Diagnostic Approach for Your Patient
Confirm the diagnosis before treating:
- Clinical presentation: Pruritus with vulvovaginal erythema and possibly white discharge 1, 2
- Vaginal pH: Should be <4.5 (normal) for candidiasis 1, 2
- Wet mount with 10% KOH: Look for yeasts or pseudohyphae 1, 2
- Culture if microscopy negative: Confirms species and guides treatment 2
Critical pitfall: Do not treat Candida identified on culture in the absence of symptoms, as 10-20% of women are asymptomatic carriers 1, 2.
Treatment Recommendations
For uncomplicated vulvovaginal candidiasis (mild-to-moderate symptoms, first episode):
First-line options 2, 5:
- Fluconazole 150 mg oral tablet, single dose (most convenient)
- OR topical azole intravaginally:
- Clotrimazole 1% cream 5g for 7-14 days
- Miconazole 2% cream 5g for 7 days
- Terconazole 0.4% cream 5g for 7 days
For severe symptoms:
- Fluconazole 150 mg every 72 hours for 2-3 doses 5
Important considerations:
Topical vs. oral therapy: Both achieve equivalent 80-90% cure rates 2, 5. Oral fluconazole offers convenience but has rare drug interactions with rifampin (though not contraindicated). Topical agents avoid systemic interactions but oil-based preparations may weaken latex condoms 2.

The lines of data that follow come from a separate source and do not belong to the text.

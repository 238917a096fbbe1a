// Copyright (C) 2026 Fred Clausen
// Use of this source code is governed by an MIT-style
// license that can be found in the LICENSE file or at
// https://opensource.org/licenses/MIT.

use tutorias::StoreError;
use tutorias_domain::DomainError;

/// Errors that can occur during persistence operations.
#[derive(Debug, Clone, PartialEq, Eq)]
pub enum PersistenceError {
    /// The store file does not exist yet.
    StoreNotFound(String),
    /// Reading or writing a store file failed.
    Io(String),
    /// Serialization/deserialization error.
    SerializationError(String),
    /// A stored record decoded but describes an invalid entity.
    InvalidRecord(DomainError),
    /// The storage kind named in configuration is not recognized.
    UnknownStorageKind(String),
}

impl std::fmt::Display for PersistenceError {
    fn fmt(&self, f: &mut std::fmt::Formatter<'_>) -> std::fmt::Result {
        match self {
            Self::StoreNotFound(path) => write!(f, "Store file not found: {path}"),
            Self::Io(msg) => write!(f, "I/O error: {msg}"),
            Self::SerializationError(msg) => write!(f, "Serialization error: {msg}"),
            Self::InvalidRecord(err) => write!(f, "Invalid stored record: {err}"),
            Self::UnknownStorageKind(kind) => write!(
                f,
                "Unknown storage kind '{kind}', expected one of: file, fichero, volatile, memoria"
            ),
        }
    }
}

impl std::error::Error for PersistenceError {}

impl From<std::io::Error> for PersistenceError {
    fn from(err: std::io::Error) -> Self {
        Self::Io(err.to_string())
    }
}

impl From<serde_json::Error> for PersistenceError {
    fn from(err: serde_json::Error) -> Self {
        Self::SerializationError(err.to_string())
    }
}

impl From<DomainError> for PersistenceError {
    fn from(err: DomainError) -> Self {
        Self::InvalidRecord(err)
    }
}

impl From<PersistenceError> for StoreError {
    fn from(err: PersistenceError) -> Self {
        match err {
            PersistenceError::StoreNotFound(path) => Self::NotFound(path),
            PersistenceError::Io(msg) => Self::Io(msg),
            PersistenceError::SerializationError(_)
            | PersistenceError::InvalidRecord(_)
            | PersistenceError::UnknownStorageKind(_) => Self::Encoding(err.to_string()),
        }
    }
}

If symptoms persist or recur within 2 months: Return for re-evaluation—do not self-treat repeatedly 2. Consider non-albicans species (particularly C. glabrata, which occurs in 10-20% of recurrent cases and responds poorly to azoles) 5.
For C. glabrata infection unresponsive to azoles 5:
- Boric acid 600 mg intravaginal gelatin capsule daily for 14 days
- OR nystatin 100,000-unit vaginal suppository daily for 14 days
- OR topical 17% flucytosine cream ± 3% amphotericin B cream for 14 days
Ongoing Management During TB Treatment
Expect potential recurrence: The prolonged microbiome disruption from TB treatment 4 means your patient remains at elevated risk for recurrent candidiasis throughout the 6-month TB regimen and potentially beyond.
For recurrent vulvovaginal candidiasis (≥4 episodes/year) 5:
- Initial therapy: 10-14 days of topical azole OR oral fluconazole
- Maintenance: Fluconazole 150 mg weekly for 6 months
Do not discontinue TB treatment: Continue the full TB regimen as prescribed. Candidiasis is manageable and does not require modification of tuberculosis therapy.
Partner treatment is generally not indicated for candidiasis, as it is not sexually transmitted 2. However, male partners with symptomatic balanitis may benefit from topical antifungal treatment.
Key Pitfalls to Avoid
Do not assume all vaginal symptoms are candidiasis: Bacterial vaginosis and trichomoniasis can coexist or present similarly. Confirm diagnosis with pH testing and microscopy 1, 2.
Do not treat asymptomatic colonization: Positive cultures without symptoms do not warrant treatment 1, 2.
Do not encourage repeated self-treatment with OTC preparations: This delays diagnosis of other conditions and can lead to inappropriate azole exposure 2.
Do not confuse this with systemic fungal infections: The question references fungal infections that can mimic TB (histoplasmosis, aspergillosis, etc.) 6, but these are distinct from antibiotic-induced vulvovaginal candidiasis.